Toxoplasma gondii Antigen Recognition Patterns in Seropositive Dogs With and Without Acute Polyradiculoneuritis
ACVIM 2008
N. Holt1; L. Pearce1; P. Cuddon2; J.R. Hawley1; M.R. Lappin1
1Colorado State University, Fort Collins, CO, USA; 2Alameda East Veterinary Hospital, Denver, CO, USA

Acute Canine Polyradiculoneuritis (ACP) is the most commonly recognized peripheral neuropathy in dogs and is thought to have multiple causes. The disease in dogs is similar to Guillain-Barre Syndrome in humans, which has been associated with molecular mimicry to antigens of infectious agents such as Campylobacter jejuni and Toxoplasma gondii. In a previous study, prevalence rates of antibodies to selected infectious agents were calculated for dogs with and without ACP and an association between ACP and positive T. gondii IgG antibody titers determined by ELISA was shown. The objective of this follow-up study was to use western blot immunoassay (WB) to compare T. gondii antigen recognition patterns between T. gondii IgG positive dogs with and without ACP to determine whether a unique pattern exists in dogs with ACP.

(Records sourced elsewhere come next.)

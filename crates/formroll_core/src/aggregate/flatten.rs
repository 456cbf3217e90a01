//! Flattened, provenance-carrying response view.

use crate::model::submission::Submission;
use crate::model::{QuestionId, ResponseId, SubmissionId};
use serde::{Deserialize, Serialize};
use std::collections::BTreeMap;

/// One response together with the submission it came from.
///
/// Equality covers the full `(submission_id, response_id, response_text)`
/// tuple; two equal values collapse inside a response set.
#[derive(Debug, Clone, PartialEq, Eq, PartialOrd, Ord, Hash, Serialize, Deserialize)]
#[serde(rename_all = "camelCase")]
pub struct FlattenedResponse {
    pub submission_id: SubmissionId,
    pub response_id: ResponseId,
    pub response_text: String,
}

/// Question-keyed view of one submission.
pub type FlattenedSubmission = BTreeMap<QuestionId, FlattenedResponse>;

/// Flattens `submission` into one entry per answered question.
///
/// Returns an empty map for a submission without responses.
pub fn flatten_submission(submission: &Submission) -> FlattenedSubmission {
    submission
        .question_responses
        .iter()
        .map(|(question_id, response)| {
            (
                question_id.clone(),
                FlattenedResponse {
                    submission_id: submission.submission_id.clone(),
                    response_id: response.response_id.clone(),
                    response_text: response.response_text.clone(),
                },
            )
        })
        .collect()
}
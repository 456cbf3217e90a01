//! Form schema and submission records.
//!
//! # Responsibility
//! - Define the caller-supplied schema tree (form version -> section -> question).
//! - Define the caller-supplied submission tree (submission -> question response).
//!
//! # Invariants
//! - Records are plain data; core code only borrows them.
//! - `questionId` is the only key that is stable across form versions.

pub mod form;
pub mod submission;

/// Stable identifier of a form across all of its versions.
pub type FormId = String;
/// Monotonically increasing version number within one `FormId`.
pub type FormVersion = u32;
/// Section identifier, unique within one installation.
pub type SectionId = String;
/// Question identifier, stable across every version that references it.
pub type QuestionId = String;
/// Identifier of one submission instance.
pub type SubmissionId = String;
/// Identifier of one question-level response.
pub type ResponseId = String;
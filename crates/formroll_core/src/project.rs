//! Re-projection of aggregated responses onto a chosen schema version.
//!
//! # Responsibility
//! - Slice a question-keyed response map into the section layout of one
//!   schema version, whichever version produced the responses.
//!
//! # Invariants
//! - Every section of the schema appears in the result, possibly empty.
//! - A section never gains a question it does not list.
//! - Questions without responses are omitted, not mapped to empty sets.
//! - `None` means "cannot project"; an empty map means "no data".

use crate::aggregate::responses::{AggregatedResponses, ResponseSet};
use crate::model::form::{FormSchemaVersion, Section};
use crate::model::{FormId, FormVersion, QuestionId, SectionId};
use crate::paths::latest_schema_version;
use log::debug;
use serde::{Deserialize, Serialize};
use std::collections::BTreeMap;

/// Responses of one section, keyed by question ID.
pub type SectionResponses = BTreeMap<QuestionId, ResponseSet>;

/// Aggregated responses viewed through one schema version.
///
/// `form_id`/`form_version` name the schema used for projection, not the
/// versions the responses were submitted against.
#[derive(Debug, Clone, PartialEq, Eq, Serialize, Deserialize)]
#[serde(rename_all = "camelCase")]
pub struct ResponseCollection {
    pub form_id: FormId,
    pub form_version: FormVersion,
    pub sections: BTreeMap<SectionId, SectionResponses>,
}

impl ResponseCollection {
    pub fn section(&self, section_id: &str) -> Option<&SectionResponses> {
        self.sections.get(section_id)
    }

    /// Responses for one question inside one section of this layout.
    pub fn responses_for(&self, section_id: &str, question_id: &str) -> Option<&ResponseSet> {
        self.sections
            .get(section_id)
            .and_then(|section| section.get(question_id))
    }

    /// Total number of responses across all sections.
    pub fn response_count(&self) -> usize {
        self.sections
            .values()
            .flat_map(BTreeMap::values)
            .map(ResponseSet::len)
            .sum()
    }
}

/// Returns the responses for the questions `section` lists.
pub fn project_section_responses(
    section: &Section,
    aggregated: &AggregatedResponses,
) -> SectionResponses {
    section
        .questions
        .keys()
        .filter_map(|question_id| {
            aggregated
                .get(question_id)
                .map(|responses| (question_id.clone(), responses.clone()))
        })
        .collect()
}

/// Projects `aggregated` onto every section of `schema`.
pub fn project_all_sections(
    schema: &FormSchemaVersion,
    aggregated: &AggregatedResponses,
) -> BTreeMap<SectionId, SectionResponses> {
    schema
        .sections
        .iter()
        .map(|(section_id, section)| {
            (
                section_id.clone(),
                project_section_responses(section, aggregated),
            )
        })
        .collect()
}

/// Views `aggregated` through `schema`.
///
/// Returns `None` when `schema` is absent or `aggregated` is empty. The
/// schema may be a version that produced none of the responses.
pub fn project_form_responses(
    schema: Option<&FormSchemaVersion>,
    aggregated: &AggregatedResponses,
) -> Option<ResponseCollection> {
    let schema = schema?;
    if aggregated.is_empty() {
        debug!(
            "event=projection_skipped module=project status=empty form_id={} form_version={}",
            schema.form_id, schema.form_version
        );
        return None;
    }

    let sections = project_all_sections(schema, aggregated);
    let collection = ResponseCollection {
        form_id: schema.form_id.clone(),
        form_version: schema.form_version,
        sections,
    };
    debug!(
        "event=projection_built module=project status=ok form_id={} form_version={} sections={} responses={}",
        collection.form_id,
        collection.form_version,
        collection.sections.len(),
        collection.response_count()
    );
    Some(collection)
}

/// Views `aggregated` through the latest version of `form_id` in `schemas`.
pub fn project_latest_form_responses<'a, I>(
    schemas: I,
    form_id: &str,
    aggregated: &AggregatedResponses,
) -> Option<ResponseCollection>
where
    I: IntoIterator<Item = &'a FormSchemaVersion>,
{
    project_form_responses(latest_schema_version(schemas, form_id), aggregated)
}
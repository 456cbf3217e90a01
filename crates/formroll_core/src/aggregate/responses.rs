//! Question-keyed response aggregation across submissions and versions.
//!
//! # Invariants
//! - A question key exists only if at least one submission answered it.
//! - Response sets use full value equality; identical tuples collapse and the
//!   collapse is reported through `log` rather than dropped silently.

use crate::aggregate::flatten::{flatten_submission, FlattenedResponse};
use crate::model::submission::Submission;
use crate::model::QuestionId;
use log::{debug, warn};
use serde::{Deserialize, Serialize};
use std::collections::btree_map;
use std::collections::{BTreeMap, BTreeSet};

/// Set of responses collected for one question.
pub type ResponseSet = BTreeSet<FlattenedResponse>;

/// Multi-valued map from question ID to every response given for it.
#[derive(Debug, Clone, Default, PartialEq, Eq, Serialize, Deserialize)]
#[serde(transparent)]
pub struct AggregatedResponses {
    by_question: BTreeMap<QuestionId, ResponseSet>,
}

impl AggregatedResponses {
    pub fn new() -> Self {
        Self::default()
    }

    /// Adds one response under `question_id`.
    ///
    /// Returns `false` when an identical response was already present.
    pub fn insert(
        &mut self,
        question_id: impl Into<QuestionId>,
        response: FlattenedResponse,
    ) -> bool {
        self.by_question
            .entry(question_id.into())
            .or_default()
            .insert(response)
    }

    pub fn get(&self, question_id: &str) -> Option<&ResponseSet> {
        self.by_question.get(question_id)
    }

    pub fn contains_question(&self, question_id: &str) -> bool {
        self.by_question.contains_key(question_id)
    }

    /// Number of distinct questions with at least one response.
    pub fn len(&self) -> usize {
        self.by_question.len()
    }

    pub fn is_empty(&self) -> bool {
        self.by_question.is_empty()
    }

    /// Total number of responses across all questions.
    pub fn response_count(&self) -> usize {
        self.by_question.values().map(BTreeSet::len).sum()
    }

    pub fn question_ids(&self) -> impl Iterator<Item = &str> {
        self.by_question.keys().map(String::as_str)
    }

    pub fn iter(&self) -> btree_map::Iter<'_, QuestionId, ResponseSet> {
        self.by_question.iter()
    }

    pub fn into_inner(self) -> BTreeMap<QuestionId, ResponseSet> {
        self.by_question
    }
}

impl<'a> IntoIterator for &'a AggregatedResponses {
    type Item = (&'a QuestionId, &'a ResponseSet);
    type IntoIter = btree_map::Iter<'a, QuestionId, ResponseSet>;

    fn into_iter(self) -> Self::IntoIter {
        self.iter()
    }
}

impl FromIterator<(QuestionId, FlattenedResponse)> for AggregatedResponses {
    fn from_iter<T: IntoIterator<Item = (QuestionId, FlattenedResponse)>>(iter: T) -> Self {
        let mut aggregated = Self::new();
        for (question_id, response) in iter {
            aggregated.insert(question_id, response);
        }
        aggregated
    }
}

/// Merges every submission's responses into one question-keyed map.
///
/// Submissions may reference any mix of form versions. Many responses per
/// question are expected; only fully identical responses collapse.
pub fn aggregate_responses<'a, I>(submissions: I) -> AggregatedResponses
where
    I: IntoIterator<Item = &'a Submission>,
{
    let mut aggregated = AggregatedResponses::new();
    let mut submission_count = 0usize;
    let mut collapsed = 0usize;

    for submission in submissions {
        submission_count += 1;
        for (question_id, response) in flatten_submission(submission) {
            if !aggregated.insert(question_id, response) {
                collapsed += 1;
                // Metadata only: response text never reaches the log.
                warn!(
                    "event=response_collapsed module=aggregate status=warn submission_id={}",
                    submission.submission_id
                );
            }
        }
    }

    debug!(
        "event=responses_aggregated module=aggregate status=ok submissions={} questions={} responses={} collapsed={}",
        submission_count,
        aggregated.len(),
        aggregated.response_count(),
        collapsed
    );
    aggregated
}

Archived sera from T. gondii IgG ELISA positive dogs were selected based exclusively on sample availability. Sera from 24 dogs with clinical findings consistent with ACP evaluated by one of the investigators (PC) and 12 age- and state-matched dogs without clinical evidence of ACP were assayed in an optimized IgG heavy chain-specific, WB assay using T. gondii RH1 strain as the antigen source. A single investigator determined the apparent molecular masses of the recognized antigens using digital images of the blots and a commercially available software program.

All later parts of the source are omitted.